TASK OBJECTIVE => Lines from the top of the entries down to the line with "pub const VERSION: &str" must be set down exactly as they stand, with both ends retained.

[Stored items]
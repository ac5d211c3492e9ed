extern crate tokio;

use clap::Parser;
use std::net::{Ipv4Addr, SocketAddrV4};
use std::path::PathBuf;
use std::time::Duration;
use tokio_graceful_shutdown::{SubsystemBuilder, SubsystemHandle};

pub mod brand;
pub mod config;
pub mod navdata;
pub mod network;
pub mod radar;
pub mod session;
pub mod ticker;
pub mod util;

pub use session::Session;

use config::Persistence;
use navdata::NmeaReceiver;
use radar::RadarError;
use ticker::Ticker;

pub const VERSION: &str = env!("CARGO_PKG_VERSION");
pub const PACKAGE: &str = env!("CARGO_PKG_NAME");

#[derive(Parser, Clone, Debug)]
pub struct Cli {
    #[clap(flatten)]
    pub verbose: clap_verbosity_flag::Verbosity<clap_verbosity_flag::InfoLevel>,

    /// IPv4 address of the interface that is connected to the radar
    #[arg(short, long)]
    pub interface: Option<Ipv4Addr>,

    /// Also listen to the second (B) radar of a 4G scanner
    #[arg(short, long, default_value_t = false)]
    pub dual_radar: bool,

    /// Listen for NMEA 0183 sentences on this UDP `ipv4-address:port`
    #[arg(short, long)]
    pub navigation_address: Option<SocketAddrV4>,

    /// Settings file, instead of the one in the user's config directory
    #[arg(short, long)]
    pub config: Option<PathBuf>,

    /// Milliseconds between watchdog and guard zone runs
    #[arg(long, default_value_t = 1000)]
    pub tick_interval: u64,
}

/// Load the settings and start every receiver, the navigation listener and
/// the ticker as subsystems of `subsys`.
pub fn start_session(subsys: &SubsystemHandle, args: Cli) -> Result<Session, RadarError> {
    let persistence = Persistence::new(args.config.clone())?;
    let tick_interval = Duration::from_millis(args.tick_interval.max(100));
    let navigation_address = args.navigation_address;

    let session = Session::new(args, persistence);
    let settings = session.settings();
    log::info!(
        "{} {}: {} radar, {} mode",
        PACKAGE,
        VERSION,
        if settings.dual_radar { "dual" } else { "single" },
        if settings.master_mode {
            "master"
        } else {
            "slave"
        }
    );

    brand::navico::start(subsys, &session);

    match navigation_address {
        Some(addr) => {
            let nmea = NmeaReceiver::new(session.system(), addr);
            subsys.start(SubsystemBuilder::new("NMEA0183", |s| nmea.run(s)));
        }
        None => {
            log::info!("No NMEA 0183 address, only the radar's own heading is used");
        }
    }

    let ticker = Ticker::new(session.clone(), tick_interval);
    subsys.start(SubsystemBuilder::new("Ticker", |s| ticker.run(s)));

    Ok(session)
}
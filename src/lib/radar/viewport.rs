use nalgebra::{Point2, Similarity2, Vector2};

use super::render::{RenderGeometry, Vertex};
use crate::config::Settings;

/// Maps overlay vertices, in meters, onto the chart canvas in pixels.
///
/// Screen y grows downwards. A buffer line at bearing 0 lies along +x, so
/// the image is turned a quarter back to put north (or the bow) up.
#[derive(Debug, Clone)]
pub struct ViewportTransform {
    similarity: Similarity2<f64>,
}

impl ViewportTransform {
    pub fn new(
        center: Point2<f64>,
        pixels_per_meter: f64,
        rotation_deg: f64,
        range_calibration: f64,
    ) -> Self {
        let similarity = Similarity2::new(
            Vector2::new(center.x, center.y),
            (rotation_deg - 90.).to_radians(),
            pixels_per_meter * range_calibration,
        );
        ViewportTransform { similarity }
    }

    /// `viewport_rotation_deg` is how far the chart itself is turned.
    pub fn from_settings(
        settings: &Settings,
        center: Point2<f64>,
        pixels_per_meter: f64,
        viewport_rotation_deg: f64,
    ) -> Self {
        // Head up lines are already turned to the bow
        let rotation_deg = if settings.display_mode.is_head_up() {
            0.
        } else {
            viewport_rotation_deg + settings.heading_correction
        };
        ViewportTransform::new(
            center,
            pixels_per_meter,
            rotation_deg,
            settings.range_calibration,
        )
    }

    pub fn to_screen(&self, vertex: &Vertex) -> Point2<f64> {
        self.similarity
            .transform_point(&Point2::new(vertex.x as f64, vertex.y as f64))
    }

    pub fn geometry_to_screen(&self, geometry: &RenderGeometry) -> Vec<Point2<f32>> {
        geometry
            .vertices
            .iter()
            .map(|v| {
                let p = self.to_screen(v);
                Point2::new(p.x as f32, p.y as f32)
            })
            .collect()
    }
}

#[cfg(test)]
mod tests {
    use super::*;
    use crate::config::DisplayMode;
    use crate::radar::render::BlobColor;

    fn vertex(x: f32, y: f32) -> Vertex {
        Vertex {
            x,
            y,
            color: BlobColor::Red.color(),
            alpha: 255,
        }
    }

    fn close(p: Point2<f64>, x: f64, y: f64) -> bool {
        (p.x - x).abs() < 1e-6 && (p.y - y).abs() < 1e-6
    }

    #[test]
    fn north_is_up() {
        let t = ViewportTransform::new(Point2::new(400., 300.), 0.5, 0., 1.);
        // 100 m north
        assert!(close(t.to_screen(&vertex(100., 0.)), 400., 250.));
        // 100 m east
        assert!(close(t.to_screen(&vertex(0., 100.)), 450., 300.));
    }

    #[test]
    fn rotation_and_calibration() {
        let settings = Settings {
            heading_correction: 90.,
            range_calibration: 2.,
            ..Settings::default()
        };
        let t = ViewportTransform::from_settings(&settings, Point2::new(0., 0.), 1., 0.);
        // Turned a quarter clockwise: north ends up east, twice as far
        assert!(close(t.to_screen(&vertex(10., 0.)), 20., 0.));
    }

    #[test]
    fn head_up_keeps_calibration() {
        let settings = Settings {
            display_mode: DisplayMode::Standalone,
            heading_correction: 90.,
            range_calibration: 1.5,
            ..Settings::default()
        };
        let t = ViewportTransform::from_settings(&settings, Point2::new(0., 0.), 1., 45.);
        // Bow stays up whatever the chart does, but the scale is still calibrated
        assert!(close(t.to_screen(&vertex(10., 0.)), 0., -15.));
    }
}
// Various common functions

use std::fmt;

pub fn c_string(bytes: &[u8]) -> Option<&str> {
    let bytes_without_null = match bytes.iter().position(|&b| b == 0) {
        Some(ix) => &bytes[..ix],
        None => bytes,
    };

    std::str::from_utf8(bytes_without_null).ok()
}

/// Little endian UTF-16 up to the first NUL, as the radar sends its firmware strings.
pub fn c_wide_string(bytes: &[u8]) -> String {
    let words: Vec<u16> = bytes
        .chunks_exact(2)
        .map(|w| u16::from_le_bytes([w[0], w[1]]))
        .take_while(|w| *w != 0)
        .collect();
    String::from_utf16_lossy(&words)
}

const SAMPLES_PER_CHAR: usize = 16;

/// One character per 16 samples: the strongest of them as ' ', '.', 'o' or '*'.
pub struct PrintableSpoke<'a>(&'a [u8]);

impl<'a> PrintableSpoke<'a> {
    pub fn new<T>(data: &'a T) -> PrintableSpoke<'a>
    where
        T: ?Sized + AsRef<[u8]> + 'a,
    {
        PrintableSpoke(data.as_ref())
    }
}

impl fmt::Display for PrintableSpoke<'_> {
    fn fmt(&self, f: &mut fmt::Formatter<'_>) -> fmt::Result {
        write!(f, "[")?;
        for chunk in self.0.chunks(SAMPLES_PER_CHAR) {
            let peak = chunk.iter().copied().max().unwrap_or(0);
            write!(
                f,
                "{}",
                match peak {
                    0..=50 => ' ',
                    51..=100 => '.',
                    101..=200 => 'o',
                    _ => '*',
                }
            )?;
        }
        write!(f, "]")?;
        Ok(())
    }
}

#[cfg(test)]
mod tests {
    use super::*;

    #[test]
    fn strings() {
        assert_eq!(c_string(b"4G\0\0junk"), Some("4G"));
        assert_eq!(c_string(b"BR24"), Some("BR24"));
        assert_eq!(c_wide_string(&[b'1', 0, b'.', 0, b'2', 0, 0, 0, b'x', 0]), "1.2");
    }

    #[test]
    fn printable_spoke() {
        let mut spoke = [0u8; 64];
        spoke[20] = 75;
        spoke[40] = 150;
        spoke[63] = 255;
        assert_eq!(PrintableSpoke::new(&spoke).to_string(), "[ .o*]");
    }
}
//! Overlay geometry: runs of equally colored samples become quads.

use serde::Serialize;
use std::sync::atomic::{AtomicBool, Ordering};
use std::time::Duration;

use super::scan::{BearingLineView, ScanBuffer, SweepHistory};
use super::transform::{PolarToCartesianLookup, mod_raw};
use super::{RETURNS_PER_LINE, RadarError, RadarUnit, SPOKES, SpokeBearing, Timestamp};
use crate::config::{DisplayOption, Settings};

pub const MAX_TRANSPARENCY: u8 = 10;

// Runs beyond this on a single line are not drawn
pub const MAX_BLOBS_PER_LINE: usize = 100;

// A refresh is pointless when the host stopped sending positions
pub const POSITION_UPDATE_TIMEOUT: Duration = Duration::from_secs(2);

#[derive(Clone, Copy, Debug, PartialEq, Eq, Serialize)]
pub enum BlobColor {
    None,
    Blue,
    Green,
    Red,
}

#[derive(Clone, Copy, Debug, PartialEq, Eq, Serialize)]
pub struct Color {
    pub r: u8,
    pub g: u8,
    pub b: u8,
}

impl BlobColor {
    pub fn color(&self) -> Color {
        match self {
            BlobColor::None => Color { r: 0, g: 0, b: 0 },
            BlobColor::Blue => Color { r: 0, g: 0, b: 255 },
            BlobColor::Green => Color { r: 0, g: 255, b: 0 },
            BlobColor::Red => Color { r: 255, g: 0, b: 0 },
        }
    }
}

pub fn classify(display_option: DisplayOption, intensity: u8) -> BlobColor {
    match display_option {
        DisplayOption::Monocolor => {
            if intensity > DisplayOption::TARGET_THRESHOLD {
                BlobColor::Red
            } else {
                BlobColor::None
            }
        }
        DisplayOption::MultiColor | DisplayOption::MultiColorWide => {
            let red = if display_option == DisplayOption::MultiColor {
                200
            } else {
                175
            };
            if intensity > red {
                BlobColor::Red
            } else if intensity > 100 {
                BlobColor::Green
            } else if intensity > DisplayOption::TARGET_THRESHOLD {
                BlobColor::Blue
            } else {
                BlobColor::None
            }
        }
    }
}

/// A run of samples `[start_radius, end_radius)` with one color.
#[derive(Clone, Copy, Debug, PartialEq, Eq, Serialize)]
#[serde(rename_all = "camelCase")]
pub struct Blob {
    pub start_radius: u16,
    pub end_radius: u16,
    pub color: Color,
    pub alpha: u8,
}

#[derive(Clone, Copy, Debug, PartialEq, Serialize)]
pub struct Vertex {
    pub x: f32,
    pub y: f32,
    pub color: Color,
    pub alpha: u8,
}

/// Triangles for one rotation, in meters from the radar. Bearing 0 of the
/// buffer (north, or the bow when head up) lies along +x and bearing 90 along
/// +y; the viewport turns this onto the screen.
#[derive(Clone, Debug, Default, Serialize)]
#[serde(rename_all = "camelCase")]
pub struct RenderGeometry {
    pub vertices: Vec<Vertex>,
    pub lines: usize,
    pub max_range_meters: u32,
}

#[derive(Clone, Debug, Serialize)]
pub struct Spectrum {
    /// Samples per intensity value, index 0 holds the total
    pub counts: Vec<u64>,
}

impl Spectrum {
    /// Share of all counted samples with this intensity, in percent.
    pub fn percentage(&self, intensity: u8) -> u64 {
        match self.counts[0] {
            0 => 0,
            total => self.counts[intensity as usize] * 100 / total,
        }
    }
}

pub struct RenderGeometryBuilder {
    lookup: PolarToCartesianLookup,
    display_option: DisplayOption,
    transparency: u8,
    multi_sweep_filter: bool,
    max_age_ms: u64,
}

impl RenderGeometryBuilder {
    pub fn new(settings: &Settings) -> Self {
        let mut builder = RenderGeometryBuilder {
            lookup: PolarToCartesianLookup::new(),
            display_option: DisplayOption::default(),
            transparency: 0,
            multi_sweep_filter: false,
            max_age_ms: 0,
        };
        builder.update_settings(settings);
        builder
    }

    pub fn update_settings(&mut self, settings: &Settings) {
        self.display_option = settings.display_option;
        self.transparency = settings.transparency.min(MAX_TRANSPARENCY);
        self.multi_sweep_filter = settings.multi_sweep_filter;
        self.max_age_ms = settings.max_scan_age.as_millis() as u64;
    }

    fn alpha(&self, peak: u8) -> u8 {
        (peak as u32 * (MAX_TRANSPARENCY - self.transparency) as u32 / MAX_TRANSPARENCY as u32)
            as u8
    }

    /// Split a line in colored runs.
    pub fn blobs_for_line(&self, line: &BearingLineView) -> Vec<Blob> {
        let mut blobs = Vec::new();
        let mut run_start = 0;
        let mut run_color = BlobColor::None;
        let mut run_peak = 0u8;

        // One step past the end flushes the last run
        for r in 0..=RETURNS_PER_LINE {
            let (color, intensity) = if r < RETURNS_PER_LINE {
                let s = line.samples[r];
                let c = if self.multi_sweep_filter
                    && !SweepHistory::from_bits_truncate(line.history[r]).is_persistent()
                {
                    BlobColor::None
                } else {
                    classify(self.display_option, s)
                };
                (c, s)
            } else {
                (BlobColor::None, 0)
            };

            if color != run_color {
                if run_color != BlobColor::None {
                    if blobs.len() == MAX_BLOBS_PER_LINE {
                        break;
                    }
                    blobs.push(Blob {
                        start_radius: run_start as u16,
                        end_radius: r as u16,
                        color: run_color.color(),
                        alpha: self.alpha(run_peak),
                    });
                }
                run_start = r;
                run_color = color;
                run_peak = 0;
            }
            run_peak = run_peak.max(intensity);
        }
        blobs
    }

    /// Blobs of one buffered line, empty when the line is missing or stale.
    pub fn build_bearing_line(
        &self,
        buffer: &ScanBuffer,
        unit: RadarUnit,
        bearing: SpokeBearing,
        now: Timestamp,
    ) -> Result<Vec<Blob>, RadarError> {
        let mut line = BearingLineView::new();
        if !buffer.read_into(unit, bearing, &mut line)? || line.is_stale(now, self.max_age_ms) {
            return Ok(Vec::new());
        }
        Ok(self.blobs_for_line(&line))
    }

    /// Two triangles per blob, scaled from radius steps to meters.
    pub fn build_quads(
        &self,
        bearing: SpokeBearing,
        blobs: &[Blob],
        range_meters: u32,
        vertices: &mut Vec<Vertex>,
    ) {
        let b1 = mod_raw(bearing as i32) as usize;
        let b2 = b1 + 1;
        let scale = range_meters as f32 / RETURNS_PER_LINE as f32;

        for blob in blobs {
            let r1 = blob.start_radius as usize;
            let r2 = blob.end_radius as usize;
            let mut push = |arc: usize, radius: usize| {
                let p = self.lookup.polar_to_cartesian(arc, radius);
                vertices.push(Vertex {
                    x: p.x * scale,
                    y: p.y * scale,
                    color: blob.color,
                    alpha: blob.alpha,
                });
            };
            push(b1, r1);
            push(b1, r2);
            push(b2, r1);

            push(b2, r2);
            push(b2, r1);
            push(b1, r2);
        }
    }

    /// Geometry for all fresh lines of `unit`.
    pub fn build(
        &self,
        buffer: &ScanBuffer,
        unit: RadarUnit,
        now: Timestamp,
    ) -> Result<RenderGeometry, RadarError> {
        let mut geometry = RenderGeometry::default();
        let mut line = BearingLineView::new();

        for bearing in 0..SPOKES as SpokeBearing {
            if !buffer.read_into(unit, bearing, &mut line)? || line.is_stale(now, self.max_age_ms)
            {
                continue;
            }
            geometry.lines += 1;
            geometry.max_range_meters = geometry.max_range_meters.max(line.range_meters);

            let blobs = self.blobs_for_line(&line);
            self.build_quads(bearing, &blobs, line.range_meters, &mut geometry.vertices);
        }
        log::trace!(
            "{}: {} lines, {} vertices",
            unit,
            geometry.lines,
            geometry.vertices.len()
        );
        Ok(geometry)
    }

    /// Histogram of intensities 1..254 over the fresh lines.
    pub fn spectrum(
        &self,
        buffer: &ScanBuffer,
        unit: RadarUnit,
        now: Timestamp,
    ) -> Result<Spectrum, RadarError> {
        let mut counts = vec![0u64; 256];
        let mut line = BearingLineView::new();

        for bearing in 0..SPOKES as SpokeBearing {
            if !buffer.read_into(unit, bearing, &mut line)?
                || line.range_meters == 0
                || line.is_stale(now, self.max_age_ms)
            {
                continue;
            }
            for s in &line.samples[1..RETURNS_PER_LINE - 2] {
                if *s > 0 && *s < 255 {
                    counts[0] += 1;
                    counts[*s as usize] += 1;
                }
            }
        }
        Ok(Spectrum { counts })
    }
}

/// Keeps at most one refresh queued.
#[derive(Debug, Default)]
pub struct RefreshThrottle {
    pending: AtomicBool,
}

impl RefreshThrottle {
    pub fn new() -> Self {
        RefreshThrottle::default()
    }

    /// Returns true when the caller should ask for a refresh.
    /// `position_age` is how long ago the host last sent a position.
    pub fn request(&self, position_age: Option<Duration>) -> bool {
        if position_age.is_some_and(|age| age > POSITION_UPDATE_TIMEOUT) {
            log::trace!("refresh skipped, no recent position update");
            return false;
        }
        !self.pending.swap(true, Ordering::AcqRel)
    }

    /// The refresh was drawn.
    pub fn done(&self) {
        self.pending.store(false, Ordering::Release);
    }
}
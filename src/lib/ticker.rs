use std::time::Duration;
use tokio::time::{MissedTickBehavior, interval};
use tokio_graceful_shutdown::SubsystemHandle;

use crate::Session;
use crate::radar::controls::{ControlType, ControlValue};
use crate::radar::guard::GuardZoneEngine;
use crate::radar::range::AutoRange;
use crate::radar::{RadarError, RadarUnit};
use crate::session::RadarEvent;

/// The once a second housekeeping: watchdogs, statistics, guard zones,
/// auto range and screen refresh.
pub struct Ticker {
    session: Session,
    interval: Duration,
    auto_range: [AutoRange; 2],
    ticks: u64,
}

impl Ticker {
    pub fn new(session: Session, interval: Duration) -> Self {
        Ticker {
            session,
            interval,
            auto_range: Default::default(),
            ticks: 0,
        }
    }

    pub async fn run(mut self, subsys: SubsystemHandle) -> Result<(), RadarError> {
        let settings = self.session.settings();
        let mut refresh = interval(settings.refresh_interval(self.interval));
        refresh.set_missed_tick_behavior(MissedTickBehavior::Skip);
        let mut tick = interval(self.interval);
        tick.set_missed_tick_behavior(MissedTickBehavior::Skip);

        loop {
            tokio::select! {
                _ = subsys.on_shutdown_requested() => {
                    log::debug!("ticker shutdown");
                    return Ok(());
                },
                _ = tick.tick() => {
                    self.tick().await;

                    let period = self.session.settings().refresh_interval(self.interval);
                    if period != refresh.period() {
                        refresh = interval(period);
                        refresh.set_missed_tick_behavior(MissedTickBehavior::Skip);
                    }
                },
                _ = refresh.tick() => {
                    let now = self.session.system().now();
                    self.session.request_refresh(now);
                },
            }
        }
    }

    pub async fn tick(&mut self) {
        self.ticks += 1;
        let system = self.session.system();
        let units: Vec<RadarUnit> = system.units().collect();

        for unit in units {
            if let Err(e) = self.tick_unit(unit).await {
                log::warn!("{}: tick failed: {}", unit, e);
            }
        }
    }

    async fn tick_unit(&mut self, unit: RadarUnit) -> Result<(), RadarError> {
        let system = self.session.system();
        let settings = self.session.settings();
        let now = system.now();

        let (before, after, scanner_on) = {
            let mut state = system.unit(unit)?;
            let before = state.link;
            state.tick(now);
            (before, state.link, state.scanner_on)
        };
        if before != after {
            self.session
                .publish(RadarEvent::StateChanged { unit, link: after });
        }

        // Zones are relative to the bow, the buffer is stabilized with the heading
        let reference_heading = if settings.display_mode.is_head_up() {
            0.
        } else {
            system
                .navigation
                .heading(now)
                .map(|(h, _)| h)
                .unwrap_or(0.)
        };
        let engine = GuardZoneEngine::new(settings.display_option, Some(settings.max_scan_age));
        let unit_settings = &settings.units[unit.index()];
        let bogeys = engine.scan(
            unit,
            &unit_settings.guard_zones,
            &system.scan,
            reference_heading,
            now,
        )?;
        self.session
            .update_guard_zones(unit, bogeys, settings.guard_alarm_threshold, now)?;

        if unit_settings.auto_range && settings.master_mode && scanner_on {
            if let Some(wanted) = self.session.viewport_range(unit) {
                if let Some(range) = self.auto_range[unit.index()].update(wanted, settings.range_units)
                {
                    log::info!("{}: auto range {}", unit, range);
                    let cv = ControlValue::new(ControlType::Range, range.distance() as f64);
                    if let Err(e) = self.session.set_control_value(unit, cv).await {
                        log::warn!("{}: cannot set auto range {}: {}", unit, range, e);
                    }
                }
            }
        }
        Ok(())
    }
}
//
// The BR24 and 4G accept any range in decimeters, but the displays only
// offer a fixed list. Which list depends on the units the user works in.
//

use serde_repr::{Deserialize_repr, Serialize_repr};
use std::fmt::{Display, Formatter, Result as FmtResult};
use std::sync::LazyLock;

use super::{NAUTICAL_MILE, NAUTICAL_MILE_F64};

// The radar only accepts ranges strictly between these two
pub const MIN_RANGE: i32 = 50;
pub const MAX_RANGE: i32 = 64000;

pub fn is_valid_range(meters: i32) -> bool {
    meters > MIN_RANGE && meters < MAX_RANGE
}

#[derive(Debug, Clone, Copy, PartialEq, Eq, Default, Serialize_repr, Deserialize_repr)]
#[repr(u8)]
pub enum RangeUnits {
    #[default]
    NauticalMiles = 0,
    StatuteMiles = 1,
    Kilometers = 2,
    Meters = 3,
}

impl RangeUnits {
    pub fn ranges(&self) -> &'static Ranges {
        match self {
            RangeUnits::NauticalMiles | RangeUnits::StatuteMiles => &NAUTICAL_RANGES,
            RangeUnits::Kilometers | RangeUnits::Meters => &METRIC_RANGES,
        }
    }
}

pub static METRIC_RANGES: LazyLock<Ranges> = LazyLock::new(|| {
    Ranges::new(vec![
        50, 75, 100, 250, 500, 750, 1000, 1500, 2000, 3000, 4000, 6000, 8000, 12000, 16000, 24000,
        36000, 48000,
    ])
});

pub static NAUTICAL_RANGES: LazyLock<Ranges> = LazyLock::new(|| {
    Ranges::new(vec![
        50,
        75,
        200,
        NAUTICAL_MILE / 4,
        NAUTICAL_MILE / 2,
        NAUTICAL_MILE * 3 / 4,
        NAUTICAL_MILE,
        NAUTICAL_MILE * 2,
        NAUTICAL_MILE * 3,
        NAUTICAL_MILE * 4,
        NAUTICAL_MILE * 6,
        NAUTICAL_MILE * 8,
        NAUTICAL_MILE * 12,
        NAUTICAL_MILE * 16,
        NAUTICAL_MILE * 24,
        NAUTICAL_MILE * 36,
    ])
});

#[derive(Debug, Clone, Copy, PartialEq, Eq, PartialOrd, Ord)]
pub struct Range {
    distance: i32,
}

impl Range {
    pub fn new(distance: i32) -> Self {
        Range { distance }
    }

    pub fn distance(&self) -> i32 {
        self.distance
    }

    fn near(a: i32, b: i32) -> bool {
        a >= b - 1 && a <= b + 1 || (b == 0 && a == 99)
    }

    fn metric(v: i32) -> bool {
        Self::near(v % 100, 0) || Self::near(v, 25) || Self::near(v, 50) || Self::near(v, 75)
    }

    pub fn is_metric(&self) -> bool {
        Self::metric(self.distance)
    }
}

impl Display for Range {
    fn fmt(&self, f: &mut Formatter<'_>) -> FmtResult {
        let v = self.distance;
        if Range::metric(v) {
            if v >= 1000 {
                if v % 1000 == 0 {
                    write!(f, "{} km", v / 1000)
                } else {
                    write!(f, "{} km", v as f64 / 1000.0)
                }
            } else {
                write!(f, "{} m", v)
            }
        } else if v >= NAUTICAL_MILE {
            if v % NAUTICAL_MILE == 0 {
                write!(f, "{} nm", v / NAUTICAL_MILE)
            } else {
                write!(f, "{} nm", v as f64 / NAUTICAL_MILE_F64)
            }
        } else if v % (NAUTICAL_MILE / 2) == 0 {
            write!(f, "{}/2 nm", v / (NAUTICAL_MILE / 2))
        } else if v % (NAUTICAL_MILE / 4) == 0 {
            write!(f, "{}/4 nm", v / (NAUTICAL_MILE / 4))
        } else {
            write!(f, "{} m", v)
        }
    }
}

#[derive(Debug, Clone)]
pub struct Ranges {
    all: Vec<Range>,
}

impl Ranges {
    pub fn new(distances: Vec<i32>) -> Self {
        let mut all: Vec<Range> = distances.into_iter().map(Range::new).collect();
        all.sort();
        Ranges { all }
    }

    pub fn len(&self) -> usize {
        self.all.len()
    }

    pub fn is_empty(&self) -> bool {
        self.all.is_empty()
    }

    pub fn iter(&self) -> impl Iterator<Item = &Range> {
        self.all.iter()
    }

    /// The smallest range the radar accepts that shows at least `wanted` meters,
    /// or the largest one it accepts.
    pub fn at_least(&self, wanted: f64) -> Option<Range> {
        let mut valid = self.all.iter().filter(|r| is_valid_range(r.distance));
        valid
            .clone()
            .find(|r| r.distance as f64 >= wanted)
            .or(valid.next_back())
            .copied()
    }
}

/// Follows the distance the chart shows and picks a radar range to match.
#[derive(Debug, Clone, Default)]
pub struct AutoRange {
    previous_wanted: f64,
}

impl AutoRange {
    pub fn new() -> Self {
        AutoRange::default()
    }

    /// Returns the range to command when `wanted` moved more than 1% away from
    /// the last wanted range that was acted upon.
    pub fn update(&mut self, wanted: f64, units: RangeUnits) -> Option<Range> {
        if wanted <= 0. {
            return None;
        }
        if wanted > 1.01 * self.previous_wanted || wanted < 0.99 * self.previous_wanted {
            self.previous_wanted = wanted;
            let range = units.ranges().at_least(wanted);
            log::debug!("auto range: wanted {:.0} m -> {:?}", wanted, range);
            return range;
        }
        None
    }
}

EXERCISE SOLUTION =>
repository ac5d211c3492e9ed
extern crate tokio;

use clap::Parser;
use std::net::{Ipv4Addr, SocketAddrV4};
use std::path::PathBuf;
use std::time::Duration;
use tokio_graceful_shutdown::{SubsystemBuilder, SubsystemHandle};

pub mod brand;
pub mod config;
pub mod navdata;
pub mod network;
pub mod radar;
pub mod session;
pub mod ticker;
pub mod util;

pub use session::Session;

use config::Persistence;
use navdata::NmeaReceiver;
use radar::RadarError;
use ticker::Ticker;

pub const VERSION: &str = env!("CARGO_PKG_VERSION");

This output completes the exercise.